The area called To Kalon was part of a 2,000-acre estate that very nearly became a housing development. The Mondavi family, which operated the Charles Krug Winery, bought 325 acres in 1958; and more subsequently.

Robert split with his brother and father, who were producing bulk wines, to build his own winery in 1966 for the production of world-class wines. The litigation went on for years but Robert eventually ended up in control of about 550 acres of To Kalon. Today, Mondavi’s parent company, Constellation Brands, owns about 450 acres of one of the Napa’s finest vineyard sites.

“Constellation maintained our traditions,” Geneviève says. “They are supporting the winery to make the best wine. They know it is very important for their portfolio.”

Constellation acquired control of Mondavi in 2005 and has since invested significantly in replanting the vineyard, to correct plant virus issues and to get absolutely the best varieties growing here. Zinfandel, Syrah and Pinot Noir were removed. The vineyard now grows just Bordeaux varietals, including Cabernet Sauvignon, Cabernet Franc and Sauvignon Blanc.

The finest red from the To Kalon Vineyard is the Mondavi Cabernet Sauvignon Reserve, a wine structured to age. “The Reserve can age 60 years,” Geneviève says. “We had our 50th anniversary recently and we opened bottles of 1966, 1968, 1970 and they were still delicious – all the Reserve.”
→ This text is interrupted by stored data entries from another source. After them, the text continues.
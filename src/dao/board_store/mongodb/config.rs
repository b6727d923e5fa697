use mongodb::options::ClientOptions;

use super::error::{MongoDaoError, MongoResult};

/// Parsed client options plus the database name the store operates on.
#[derive(Clone)]
pub struct MongoConfig {
    pub options: ClientOptions,
    pub database_name: String,
}

impl MongoConfig {
    /// Parse a connection URI, defaulting the database name when absent.
    pub async fn from_uri(uri: &str, db_name: Option<&str>) -> MongoResult<Self> {
        let database_name = db_name.unwrap_or("bingo_board").to_owned();
        let options =
            ClientOptions::parse(uri)
                .await
                .map_err(|source| MongoDaoError::InvalidUri {
                    uri: uri.to_owned(),
                    source,
                })?;

        Ok(Self {
            options,
            database_name,
        })
    }
}
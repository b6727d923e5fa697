use serde::{Deserialize, Serialize};
use std::time::SystemTime;
use uuid::Uuid;

/// One bingo item label as persisted by the storage layer.
#[derive(Debug, Clone, Serialize, Deserialize, PartialEq, Eq)]
pub struct ItemEntity {
    /// Stable identifier for the item.
    pub id: Uuid,
    /// Display text placed on board cells.
    pub text: String,
    /// Selection flag kept for clients; board building ignores it.
    pub selected: bool,
    /// Creation timestamp for auditing/debugging.
    pub created_at: SystemTime,
}

impl ItemEntity {
    /// Build a fresh unselected item from a label.
    pub fn new(text: String) -> Self {
        Self {
            id: Uuid::new_v4(),
            text,
            selected: false,
            created_at: SystemTime::now(),
        }
    }
}

/// Board definition persisted by the storage layer.
///
/// Only the seed is stored; the grid is re-derived from the seed and the
/// current item list on every read, so boards are never cached.
#[derive(Debug, Clone, Serialize, Deserialize, PartialEq, Eq)]
pub struct BoardEntity {
    /// Primary key of the board, also the room key for event delivery.
    pub id: Uuid,
    /// Display name chosen for the board.
    pub name: String,
    /// Seed used to reproduce the board's item ordering.
    pub seed: String,
    /// Creation timestamp for auditing/debugging.
    pub created_at: SystemTime,
}
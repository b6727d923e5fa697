use dashmap::DashMap;
use tokio::sync::broadcast;
use uuid::Uuid;

use crate::dto::ws::BoardEvent;

/// Registry of per-board broadcast channels.
///
/// Delivery is always scoped: an event published to one board reaches only
/// that board's subscribers. The relay is a stateless fan-out with no
/// ordering or delivery guarantees; subscribers that join after an event was
/// published never see it.
pub struct RoomHub {
    capacity: usize,
    rooms: DashMap<Uuid, broadcast::Sender<BoardEvent>>,
}

impl RoomHub {
    /// Create a hub whose room channels buffer up to `capacity` events per
    /// subscriber before lagging.
    pub fn new(capacity: usize) -> Self {
        Self {
            capacity,
            rooms: DashMap::new(),
        }
    }

    /// Register a subscriber on a board's room, creating the room lazily.
    pub fn subscribe(&self, board_id: Uuid) -> broadcast::Receiver<BoardEvent> {
        self.rooms
            .entry(board_id)
            .or_insert_with(|| broadcast::channel(self.capacity).0)
            .subscribe()
    }

    /// Fan an event out to the current subscribers of one board's room.
    ///
    /// Returns the number of subscribers the event was handed to; zero when
    /// the room does not exist or is empty.
    pub fn publish(&self, board_id: Uuid, event: BoardEvent) -> usize {
        match self.rooms.get(&board_id) {
            Some(sender) => sender.send(event).unwrap_or(0),
            None => 0,
        }
    }

    /// Drop a room's channel once its last subscriber is gone.
    pub fn prune(&self, board_id: Uuid) {
        self.rooms
            .remove_if(&board_id, |_, sender| sender.receiver_count() == 0);
    }

    /// Number of rooms currently held open.
    pub fn room_count(&self) -> usize {
        self.rooms.len()
    }
}

#[cfg(test)]
mod tests {
    use super::*;
    use tokio::sync::broadcast::error::TryRecvError;

    fn toggle(cell: &str) -> BoardEvent {
        BoardEvent::ToggleCell {
            cell_id: cell.into(),
        }
    }

    #[tokio::test]
    async fn events_stay_inside_their_room() {
        let hub = RoomHub::new(8);
        let board_a = Uuid::new_v4();
        let board_b = Uuid::new_v4();

        let mut rx_a = hub.subscribe(board_a);
        let mut rx_b = hub.subscribe(board_b);

        assert_eq!(hub.publish(board_a, toggle("r0-c1")), 1);

        assert_eq!(rx_a.try_recv().unwrap(), toggle("r0-c1"));
        assert!(matches!(rx_b.try_recv(), Err(TryRecvError::Empty)));
    }

    #[tokio::test]
    async fn all_subscribers_of_a_room_receive_the_event() {
        let hub = RoomHub::new(8);
        let board = Uuid::new_v4();

        let mut first = hub.subscribe(board);
        let mut second = hub.subscribe(board);

        assert_eq!(hub.publish(board, BoardEvent::ResetBoard), 2);
        assert_eq!(first.try_recv().unwrap(), BoardEvent::ResetBoard);
        assert_eq!(second.try_recv().unwrap(), BoardEvent::ResetBoard);
    }

    #[tokio::test]
    async fn late_subscribers_miss_earlier_events() {
        let hub = RoomHub::new(8);
        let board = Uuid::new_v4();

        let _early = hub.subscribe(board);
        hub.publish(board, BoardEvent::ToggleVisibility);

        let mut late = hub.subscribe(board);
        assert!(matches!(late.try_recv(), Err(TryRecvError::Empty)));
    }

    #[tokio::test]
    async fn publish_without_room_reaches_nobody() {
        let hub = RoomHub::new(8);
        assert_eq!(hub.publish(Uuid::new_v4(), BoardEvent::ResetBoard), 0);
        assert_eq!(hub.room_count(), 0);
    }

    #[tokio::test]
    async fn prune_removes_only_empty_rooms() {
        let hub = RoomHub::new(8);
        let board = Uuid::new_v4();

        let rx = hub.subscribe(board);
        hub.prune(board);
        assert_eq!(hub.room_count(), 1);

        drop(rx);
        hub.prune(board);
        assert_eq!(hub.room_count(), 0);
    }
}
The Cabernet Sauvignon being tasted at the Mondavi tasting during the Wine Festival is the 2015 Napa Valley Cabernet Sauvignon ($40), a wine that shows the ability of To Kalon grapes to make more “popular” wines.

“The beauty of Napa Valley Cabernet Sauvignon is the fruit and the texture,” Geneviève says. “The wine is not made to age more than 10 to 15 years.” 







During some of the tasting sessions, the winery also will pour another outstanding example of To Kalon fruit, the 2016 Oakville Napa Valley Cabernet Franc. Grab this wine if it is also in the festival’s on-site wine store.